▶ **Prompt**
Would you copy each line of the data below that has "against"?

▶ **Task data**
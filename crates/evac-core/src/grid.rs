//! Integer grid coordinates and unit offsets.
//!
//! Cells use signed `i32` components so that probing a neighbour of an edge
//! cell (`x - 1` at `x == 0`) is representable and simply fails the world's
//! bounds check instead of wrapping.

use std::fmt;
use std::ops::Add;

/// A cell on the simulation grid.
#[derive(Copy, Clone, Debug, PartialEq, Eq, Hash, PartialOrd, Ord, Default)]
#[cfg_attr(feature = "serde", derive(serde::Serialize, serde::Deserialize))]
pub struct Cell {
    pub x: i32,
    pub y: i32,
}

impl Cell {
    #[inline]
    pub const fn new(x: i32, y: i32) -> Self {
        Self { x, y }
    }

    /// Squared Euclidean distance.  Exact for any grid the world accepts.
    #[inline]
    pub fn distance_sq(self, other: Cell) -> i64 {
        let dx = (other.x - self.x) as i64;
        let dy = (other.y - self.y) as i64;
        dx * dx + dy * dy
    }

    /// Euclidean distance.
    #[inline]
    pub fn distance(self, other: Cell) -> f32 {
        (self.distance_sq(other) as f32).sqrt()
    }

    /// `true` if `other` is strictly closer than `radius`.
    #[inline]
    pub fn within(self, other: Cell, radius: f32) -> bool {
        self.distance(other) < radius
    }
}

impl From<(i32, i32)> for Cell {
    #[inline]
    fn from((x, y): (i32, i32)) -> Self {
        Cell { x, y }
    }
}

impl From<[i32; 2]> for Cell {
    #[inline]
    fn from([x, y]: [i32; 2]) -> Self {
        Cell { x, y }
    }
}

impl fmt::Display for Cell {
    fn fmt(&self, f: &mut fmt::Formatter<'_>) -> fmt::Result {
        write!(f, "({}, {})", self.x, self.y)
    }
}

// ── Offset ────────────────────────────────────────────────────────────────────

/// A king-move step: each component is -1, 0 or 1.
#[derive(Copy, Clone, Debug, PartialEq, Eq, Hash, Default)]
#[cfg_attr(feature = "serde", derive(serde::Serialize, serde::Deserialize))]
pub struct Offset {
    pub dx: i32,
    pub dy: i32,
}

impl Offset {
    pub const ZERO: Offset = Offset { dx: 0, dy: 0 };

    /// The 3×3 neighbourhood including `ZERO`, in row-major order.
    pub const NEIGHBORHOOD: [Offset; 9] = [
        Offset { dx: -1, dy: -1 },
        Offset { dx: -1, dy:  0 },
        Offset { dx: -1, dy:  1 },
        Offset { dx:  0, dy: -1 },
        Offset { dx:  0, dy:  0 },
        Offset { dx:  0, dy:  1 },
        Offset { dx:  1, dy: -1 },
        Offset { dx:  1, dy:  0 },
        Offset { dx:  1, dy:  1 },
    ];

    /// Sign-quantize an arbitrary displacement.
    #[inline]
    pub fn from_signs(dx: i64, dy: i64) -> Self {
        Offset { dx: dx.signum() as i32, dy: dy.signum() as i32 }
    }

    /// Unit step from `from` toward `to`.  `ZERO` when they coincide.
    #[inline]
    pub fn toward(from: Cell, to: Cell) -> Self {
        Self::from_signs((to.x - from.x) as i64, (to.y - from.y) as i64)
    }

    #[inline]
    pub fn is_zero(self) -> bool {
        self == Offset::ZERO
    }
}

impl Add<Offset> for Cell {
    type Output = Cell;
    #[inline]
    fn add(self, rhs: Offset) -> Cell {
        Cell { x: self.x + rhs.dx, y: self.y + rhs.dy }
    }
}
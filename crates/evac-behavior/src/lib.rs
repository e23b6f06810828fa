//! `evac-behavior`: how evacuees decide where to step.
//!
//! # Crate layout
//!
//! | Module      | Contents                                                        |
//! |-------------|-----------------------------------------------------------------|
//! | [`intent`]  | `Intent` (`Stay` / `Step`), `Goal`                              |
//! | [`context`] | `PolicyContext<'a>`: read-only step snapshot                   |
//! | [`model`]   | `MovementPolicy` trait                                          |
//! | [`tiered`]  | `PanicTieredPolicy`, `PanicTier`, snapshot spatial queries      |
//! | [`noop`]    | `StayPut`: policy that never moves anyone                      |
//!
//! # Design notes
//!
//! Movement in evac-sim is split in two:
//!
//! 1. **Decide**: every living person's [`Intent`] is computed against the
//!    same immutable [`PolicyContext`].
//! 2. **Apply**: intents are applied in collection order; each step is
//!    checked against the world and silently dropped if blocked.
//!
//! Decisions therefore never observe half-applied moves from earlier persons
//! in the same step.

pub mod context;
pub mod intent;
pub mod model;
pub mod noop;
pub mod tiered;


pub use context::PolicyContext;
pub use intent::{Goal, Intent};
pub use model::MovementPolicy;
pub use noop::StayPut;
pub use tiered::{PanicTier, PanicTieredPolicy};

▶ **Result below**
//! 1. **Decide**: every living person's [`Intent`] is computed against the
//!    checked against the world and silently dropped if blocked.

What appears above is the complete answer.